航空交通管制部は、札幌・東京・福岡・那覇の全国4カ所に設置され、全国の航空機をレーダーでとらえています。ここでは、レーダー室のない空港への進入規制や出発機が到着空港へ近づくまでの航路誘導を行っています。

世界には民間の航空管制官もいますが、日本では国土交通省の管理のもと、公務員が管制業務にあたっています。国家公務員であるため、数年に1度の異動または転勤があります。空港ごとに地形や発着航空機の数が異なるため、別の空港に異動になると、仕事を最初から覚え直さなければなりません。また、年に1度の定期審査があり、管制能力をチェックされます。

2.航空管制官の役割・資質とは?

航空機の運航ではちょっとした判断ミスが大事故につながります。特に航空機の離発着の際、パイロットと並んで安全の要となる航空管制官には、知識と経験・持続性のある集中力・的確な判断力が求められます。

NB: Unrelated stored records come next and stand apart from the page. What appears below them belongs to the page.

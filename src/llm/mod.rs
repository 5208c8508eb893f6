//! Remote model access.
//!
//! The rest of the crate only sees [`ModelClient`]: one prompt in, one reply
//! out. [`GeminiClient`] is the production implementation.

pub mod error;
pub mod gemini;

pub use error::{LlmError, LlmResult};
pub use gemini::GeminiClient;

use async_trait::async_trait;

/// A hosted text-generation model.
#[async_trait]
pub trait ModelClient: Send + Sync {
    /// Send a single prompt and return the full reply text.
    ///
    /// # Errors
    /// Returns an error on transport, authentication, quota or content-policy
    /// failures. No retries are attempted.
    async fn generate(&self, prompt: &str) -> LlmResult<String>;

    /// Identifier of the model answering requests.
    fn model_name(&self) -> &str;
}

管制官は、飛行機をどのように動かせば安全かつ最短のルートを飛べるのか、瞬時に導き出さなければいけないため、航空管制官の身体能力としては、空間把握能力が求められます。これは、立体的に空間をとらえる能力のことで、複数の航空機の動きを把握して安全に誘導する際に必要となるものです。

3.航空管制官になるためには?

航空管制官になるために必要な資格はありませんが、最初のステップは、大学卒業程度とされる「航空管制官採用試験」に合格することです。この試験には年齢制限があり、受験する年度に30歳未満でないと受験することができません。一般の国家公務員試験と同様に、一般的な知識・教養・そして外国語能力が問われます。これは航空管制官の仕事がおもに英語で行われるためです。また、適性検査として空間把握力の試験が特別に課され、示された図や記号を記憶できるか・方向や移動の空間認識が可能かどうかが試されます。2012年度では、1275人の受験者のうち、合格者は70人でした。

試験に合格すると、航空保安大学校で1年間の研修を受けたあと、各地の航空交通管制部などの現場や、国土交通省の行政・管理部門などで勤務し、技能証明を受けることになります。

また、航空保安大学校学生採用試験を受けて進学する方法もあります。航空保安大学校では、航空管制官の他にも「航空管制運航情報官」「航空管制通信官」「航空管制技術官」「飛行検査官」など、航空交通の保安に関わるスペシャリストを養成しています。

POINT

  • 航空機の誘導・航行の許可を行う
  • 学力・英語力の他、記憶力と空間把握力が測られる
  • 国家公務員として採用される

関連情報

●航空保安大学校 HP

航空管制官採用試験の受験資格について掲載されている。管制業務の内容なども紹介

オススメの1冊

交通ブックス303『航空管制のはなし』

(中野秀夫著/成山堂書店)

航空管制の歴史・現状や、管制官のリアルな仕事の様子がわかる1冊

国家公務員として勤務し、初任給は173,827 円(2013 年2 月7 日時点)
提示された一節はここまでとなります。